Monday, May 14, 2007
5/14 SNR: Sur-Surreal Edition
- Late Friday, SCO filed a pair of sur-surreply memos begging the court to let it use all the "evidence" it didn't bother to disclose by the Final Disclosures deadline. There are two stories on GL about the filings, so it's not exactly breaking news anymore. They're a bit more slick than SCO's usual work, so perhaps these docs weren't farmed out to BS&F interns for once. I don't see why they went to all the trouble. At the point where you're doing sur-surreplies on motions for re-re-reconsideration, it's a tad late to start bringing the (relatively speaking) heavy hitters.
- Some stories about the new Microsoft patent FUD. This isn't the top story because they're still just making noise at this point. I think it's pretty clear at this point that the sad SCO saga is just the opening act in the M$ war against everyone who isn't M$. Many of the stories mention SCO, because the parallels are so freakin' obvious that even the trade press can't ignore 'em.

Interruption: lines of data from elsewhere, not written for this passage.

//! Command-line interface for the gengraph random graph generator.
//!
//! Parses the single `vertices` argument (plus an optional `--seed`), renders
//! the usage line for malformed invocations, and streams the generated listing
//! to a caller-supplied writer.

mod commands;

pub use commands::{
    Cli, CliError, DEFAULT_PROGRAM_NAME, Invocation, interpret_args, program_name,
    render_usage, run_cli,
};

- Fortune: "Microsoft takes on the free world"
- PJ's take on the Fortune piece.
- Blankenhorn: "Why Microsoft hasn’t sued (yet)"
- ZDNet UK: "Microsoft's Linux stance threatens self-harm"
- Matt Asay @ InfoWorld: "Making sense of Microsoft's open source fetish"
- ComputerWorld: "Microsoft 'desperate,' says patent target OpenOffice.org".
- E-Commerce Times: "What Does Microsoft Want From the Free World?"
- PC World: "Microsoft Patent Claims Hint at Internal Issues"
- Fortune: "Microsoft takes on the free world"
- As noted by the ever-relentless Panglozz, Royce has given Jonathan Cohen the boot. Cohen, as you might recall, was one of the earliest and most vocal SCO supporters within the investment community. We'll probably never know for sure whether there's a connection between that and the termination, but a lot of people have lost a lot of money betting on SCO, and losing money typically isn't a career-enhancing move in the investment biz.
- Some new-hire PR about a Caldera alum:
Cottle started his career in 1990 marketing large technology brands for companies such as Iomega, Infocus, and Adaptec at Dahlin Smith White. He left DSW to start his own marketing company, Oxygen Studios, which was later sold to Caldera (now SCO). Cottle helped Caldera go public, acquire SCO and grow to over 600 employees. He left SCO to launch a health publishing company which was acquired in 2003.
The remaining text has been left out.